30 ans. De l’arrivée en Martinique en 1987, pour sa carrière d’enseignante en Arts Plastiques, à 2017, choix de son lieu de résidence pour sa retraite, en passant par la Guyane et le Vénézuela, 30 ans d’ancrage dans l’imaginaire du lieu, dirait Patrick Chamoiseau, 30 ans dans la Caraïbe, 30 ans d’Antillanité.
Mais qu’entend-on par Antillanité ou Caribéanité en matière d’Art ?
Le concept d’Antillanité a été développé par Edouard Glissant : l’Antillanité est une volonté de réparer les déchirures sociales, de combler les trous de la mémoire collective et d’établir des relations. L’Antillanité est une spécificité ouverte et plurielle.
Derek Walcott parle d’un « naufrage de fragments ».
Marsha Pearce dans « Cartographie de la Caribéanité » parle d’ « une forme composée de plusieurs couches ; une forme pourvue de la richesse, associée à la douleur et la promesse nées des efforts de créer des synthèses d’un ensemble de morceaux et de pièces. Il faudrait employer « le mécanisme du collage », pour emprunter la phrase de James Clifford » (1)
Or, ces déchirures, fragments, trous de la mémoire, collage, couches, pièces, relations se retrouvent justement dans le travail de Marie Gauthier : « des tissus fins marouflés sur toile ou sur bois laissent percevoir des coutures, des plis et des motifs que l’artiste recouvre partiellement ou totalement de peinture. Ces supports voilés et peints, métaphores des corps, représentent le ressenti de l’expérience, à la fois singulière et universelle du vivant », le vivant qui est aussi le sujet de la dernière exposition d’Ernest Breleur « Le Vivant, passage par le féminin » où les apparats féminins, les corps, le végétal et l’animal en flottaison se meuvent pour l’avènement de l’espèce.

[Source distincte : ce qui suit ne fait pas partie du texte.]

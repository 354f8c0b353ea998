//! Command dispatch logic for roibot
use std::time::Instant;

use crate::cli::{Cli, Commands, KbCommands};
use crate::commands;
use roibot_core::error::Result;

pub fn run(cli: &Cli, start: Instant) -> Result<()> {
    let mut config = commands::resolve_config(cli)?;

    tracing::debug!(elapsed = ?start.elapsed(), kb_dir = ?config.kb_dir, "resolve_config");

    match &cli.command {
        None => handle_no_command(),

        Some(Commands::Ask { prompt, mode }) => commands::ask::execute(cli, &config, prompt, *mode),

        Some(Commands::Serve {
            port,
            host,
            allow_external,
        }) => {
            if let Some(port) = port {
                config.port = *port;
            }
            if let Some(host) = host {
                config.host = host.clone();
            }
            if *allow_external {
                config.allow_external = true;
            }
            commands::serve::execute(&config)
        }

        Some(Commands::Kb { command }) => match command {
            KbCommands::Stats => commands::kb::execute_stats(cli, &config),
            KbCommands::Emit { out } => commands::kb::execute_emit(cli, &config, out),
        },
    }
}

fn handle_no_command() -> Result<()> {
    println!("roibot {}", env!("CARGO_PKG_VERSION"));
    println!();
    println!("A Value & ROI knowledge assistant.");
    println!();
    println!("Run `roibot --help` for usage information.");
    Ok(())
}
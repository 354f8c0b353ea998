use assert_cmd::{cargo::cargo_bin_cmd, Command};
use std::fs;
use std::path::Path;

use roibot_core::config::ENV_KEYS;

/// Logging overrides read by `init_tracing`
const LOG_ENV_KEYS: &[&str] = &["RUST_LOG", "ROIBOT_LOG"];

/// Get a Command for roibot with none of the developer's roibot environment
pub fn roibot() -> Command {
    let mut cmd = cargo_bin_cmd!("roibot");
    for key in ENV_KEYS.iter().chain(LOG_ENV_KEYS) {
        cmd.env_remove(key);
    }
    cmd
}

/// Write a small KB directory with one problem, lever and story
#[allow(dead_code)]
pub fn write_small_kb(dir: &Path) {
    fs::write(
        dir.join("problemToUseCases.json"),
        r#"{ "Slow checkout": ["Streamline Checkout"] }"#,
    )
    .unwrap();
    fs::write(
        dir.join("problemSynonyms.json"),
        r#"{ "Slow checkout": ["cart abandonment"] }"#,
    )
    .unwrap();
    fs::write(
        dir.join("leverCatalog.json"),
        r#"{ "checkout": { "label": "Checkout Guides", "modules": ["Guides"], "useCases": ["Streamline Checkout"] } }"#,
    )
    .unwrap();
    fs::write(
        dir.join("customerStories.json"),
        r#"[ { "story": "Acme fixed checkout", "customer": "Acme", "industry": "Retail",
              "useCase": "Streamline Checkout", "results": "", "modules": ["Guides"],
              "url": "https://example.com/acme" } ]"#,
    )
    .unwrap();
}
//! Problem matcher: maps a free-text prompt to a canonical problem label
//!
//! Matching runs in two passes over candidates compiled from the problem
//! catalog (canonical labels) and the synonym catalog (alternate phrasings):
//! - substring pass: the shortest candidate phrase that occurs literally in
//!   the normalized prompt wins outright
//! - fuzzy pass: token overlap blended with Jaccard similarity, scaled by the
//!   candidate's boost, accepted at or above [`MATCH_THRESHOLD`]

use std::collections::HashSet;

use serde::Serialize;

use crate::catalog::{KnowledgeBase, ProblemCatalog, SynonymCatalog};
use crate::similarity::{jaccard_sets, token_overlap};
use crate::text::{normalize, token_set};

/// Boost applied to a canonical problem label
pub const CANONICAL_BOOST: f64 = 1.0;

/// Boost applied to a synonym phrase
pub const SYNONYM_BOOST: f64 = 0.95;

/// Minimum fuzzy score for a match
pub const MATCH_THRESHOLD: f64 = 0.28;

const OVERLAP_WEIGHT: f64 = 0.7;
const JACCARD_WEIGHT: f64 = 0.3;

/// A phrase that can identify a problem
#[derive(Debug, Clone, PartialEq)]
pub struct Candidate<'a> {
    /// Canonical problem label this phrase resolves to
    pub problem: &'a str,
    /// Normalized phrase
    pub phrase: String,
    /// Confidence boost (1.0 canonical, 0.95 synonym)
    pub boost: f64,
}

/// How a problem was matched
#[derive(Debug, Clone, Copy, PartialEq, Eq, Serialize)]
#[serde(rename_all = "lowercase")]
pub enum MatchKind {
    Substring,
    Fuzzy,
}

/// A successful problem match
#[derive(Debug, Clone, PartialEq, Serialize)]
pub struct ProblemMatch<'a> {
    pub problem: &'a str,
    pub kind: MatchKind,
    /// Candidate phrase that produced the match
    pub phrase: String,
    /// 1.0 for substring matches, the fuzzy score otherwise
    pub score: f64,
}

/// Matches prompts against the problem and synonym catalogs
#[derive(Debug, Clone, Copy)]
pub struct ProblemMatcher<'a> {
    problems: &'a ProblemCatalog,
    synonyms: &'a SynonymCatalog,
}

impl<'a> ProblemMatcher<'a> {
    pub fn new(problems: &'a ProblemCatalog, synonyms: &'a SynonymCatalog) -> Self {
        Self { problems, synonyms }
    }

    pub fn from_kb(kb: &'a KnowledgeBase) -> Self {
        Self::new(&kb.problems, &kb.synonyms)
    }

    /// Compile candidates in catalog order: each label, then its synonyms.
    /// Phrases that normalize to nothing are skipped.
    pub fn candidates(&self) -> Vec<Candidate<'a>> {
        let mut candidates = Vec::new();

        for key in self.problems.keys() {
            let base = normalize(key);
            if !base.is_empty() {
                candidates.push(Candidate {
                    problem: key.as_str(),
                    phrase: base,
                    boost: CANONICAL_BOOST,
                });
            }

            let synonyms = self.synonyms.get(key).map(Vec::as_slice).unwrap_or_default();
            for synonym in synonyms {
                let phrase = normalize(synonym);
                if !phrase.is_empty() {
                    candidates.push(Candidate {
                        problem: key.as_str(),
                        phrase,
                        boost: SYNONYM_BOOST,
                    });
                }
            }
        }

        candidates
    }

    /// Best-matching canonical problem label, or `None`
    pub fn find_problem(&self, prompt: &str) -> Option<&'a str> {
        self.find_match(prompt).map(|m| m.problem)
    }

    /// Like [`find_problem`](Self::find_problem), reporting how the match was made
    pub fn find_match(&self, prompt: &str) -> Option<ProblemMatch<'a>> {
        let normalized = normalize(prompt);
        let mut candidates = self.candidates();

        // Stable: equal-length phrases keep catalog order. The fuzzy pass
        // below also walks this sorted order, which decides score ties.
        candidates.sort_by_key(|c| c.phrase.len());

        if let Some(hit) = candidates
            .iter()
            .find(|c| normalized.contains(c.phrase.as_str()))
        {
            tracing::debug!(problem = hit.problem, phrase = %hit.phrase, "substring_match");
            return Some(ProblemMatch {
                problem: hit.problem,
                kind: MatchKind::Substring,
                phrase: hit.phrase.clone(),
                score: 1.0,
            });
        }

        let prompt_tokens = token_set(&normalized);
        let mut best: Option<(&Candidate<'a>, f64)> = None;
        let mut best_score = 0.0;

        for candidate in &candidates {
            let score = fuzzy_score(&token_set(&candidate.phrase), &prompt_tokens, candidate.boost);
            if score > best_score {
                best_score = score;
                best = Some((candidate, score));
            }
        }

        match best {
            Some((candidate, score)) if accepts(score) => {
                tracing::debug!(problem = candidate.problem, phrase = %candidate.phrase, score, "fuzzy_match");
                Some(ProblemMatch {
                    problem: candidate.problem,
                    kind: MatchKind::Fuzzy,
                    phrase: candidate.phrase.clone(),
                    score,
                })
            }
            _ => {
                tracing::debug!(best_score, "no_problem_match");
                None
            }
        }
    }
}

/// Fuzzy score of a candidate against a prompt, both as token sets
pub fn fuzzy_score(candidate: &HashSet<String>, prompt: &HashSet<String>, boost: f64) -> f64 {
    let overlap = token_overlap(candidate, prompt);
    let jac = jaccard_sets(candidate, prompt);
    (OVERLAP_WEIGHT * overlap + JACCARD_WEIGHT * jac) * boost
}

/// Whether a fuzzy score is high enough to count as a match
pub fn accepts(score: f64) -> bool {
    score >= MATCH_THRESHOLD
}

Dans sa dernière exposition « Prédelles », Marie Gauthier par des « touches fines dessine des pluies et des vents légers qui animent l’espace silencieux de l’impossible à dire, ponctué de rouge et d’or , jusqu’à des broderies, au bord du vide ».

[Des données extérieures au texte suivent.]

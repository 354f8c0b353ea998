use std::sync::Arc;

use axum::body::Bytes;
use axum::extract::State;
use axum::http::StatusCode;
use axum::response::{IntoResponse, Response};
use axum::Json;
use serde::Deserialize;
use serde_json::{json, Value};

use super::AppState;
use roibot_core::assistant::{AnswerPath, Mode, ERROR_MESSAGE};

const MODE_HEADER: &str = "x-roi-mode";
const PATH_HEADER: &str = "x-roi-path";

#[derive(Debug, Default, Deserialize)]
struct ChatRequest {
    #[serde(default)]
    prompt: Option<Value>,
    #[serde(default)]
    mode: Option<Value>,
}

/// Prompt text for any JSON value: falsy scalars are empty, other scalars
/// use their plain rendering, arrays and objects their JSON text
pub(super) fn prompt_text(value: Option<&Value>) -> String {
    match value {
        None | Some(Value::Null) | Some(Value::Bool(false)) => String::new(),
        Some(Value::String(s)) => s.clone(),
        Some(Value::Number(n)) if n.as_f64() == Some(0.0) => String::new(),
        Some(Value::Number(n)) => n.to_string(),
        Some(other) => other.to_string(),
    }
}

/// `POST /api/chat`
pub async fn chat(State(state): State<AppState>, body: Bytes) -> Response {
    let request: ChatRequest = if body.is_empty() {
        ChatRequest::default()
    } else {
        match serde_json::from_slice(&body) {
            Ok(request) => request,
            Err(e) => {
                tracing::warn!(error = %e, "invalid chat request body");
                return (
                    StatusCode::BAD_REQUEST,
                    Json(json!({ "error": "invalid JSON body" })),
                )
                    .into_response();
            }
        }
    };

    let requested = Mode::from_request(request.mode.as_ref().and_then(Value::as_str));
    let prompt = prompt_text(request.prompt.as_ref());
    let assistant = Arc::clone(&state.assistant);
    let mode = assistant.effective_mode(requested);

    let result = tokio::task::spawn_blocking(move || assistant.respond(&prompt, requested)).await;

    match result {
        Ok(Ok(reply)) => {
            tracing::info!(path = reply.path.as_str(), mode = reply.mode.as_str(), problem = ?reply.problem, "chat_reply");
            reply_response(StatusCode::OK, reply.text, reply.mode, reply.path)
        }
        Ok(Err(e)) => {
            tracing::error!(error = %e, "assistant error");
            reply_response(
                StatusCode::INTERNAL_SERVER_ERROR,
                ERROR_MESSAGE.to_string(),
                mode,
                AnswerPath::Error,
            )
        }
        Err(e) => {
            tracing::error!(error = %e, "assistant task failed");
            reply_response(
                StatusCode::INTERNAL_SERVER_ERROR,
                ERROR_MESSAGE.to_string(),
                mode,
                AnswerPath::Error,
            )
        }
    }
}

fn reply_response(status: StatusCode, text: String, mode: Mode, path: AnswerPath) -> Response {
    (
        status,
        [(MODE_HEADER, mode.as_str()), (PATH_HEADER, path.as_str())],
        Json(json!({ "text": text })),
    )
        .into_response()
}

Regardons les zébrures, les dessins rouges très fins dans l’œuvre de Marie Gauthier. L’historien d’Art, Georges Didi-Huberman, fait remarquer que Fra Angelico, avant de peindre, dessinait en rouge, pour symboliser l’incorporation de l’âme, le surgissement du vivant, l’incarnation. En reprenant le trait rouge, l’artiste tente de percer et de s’approprier le mystère d’un être spirituel qui devient chair, sans doute celui de la fécondation, de la matrice, de la Mère ?
Et il y a l’espoir, incarné par des feuilles, qui sont aussi des arbres, et qui s’efforcent de sortir, de renaître de cette terre mère gorgée de cadavres, empruntant pour ce faire le sexe féminin, l’Y, l’Ichthus, et voilà le mystère du vivant, de l’impensable, de l’innommable. » (2)
Dans ce lieu Martinique, dans cet Archipel Caribéen comment ne pas penser au ventre du bateau négrier, cette matrice gorgée de cadavres, d’où sortent et renaissent des peuples épris de vie. Métaphore utilisée par Césaire et Glissant, et rappelant Nettleford qui écrit : « le processus magnifique de créolisation, avec ses différents éléments, se fondant par ci, se séparant par là, s’assimilant par ci, résistant par là, contrerésistant à nouveau dans une relation contradictoire dynamique qui produit de la peine, mais qui, en même temps, engendre la vie. » (1)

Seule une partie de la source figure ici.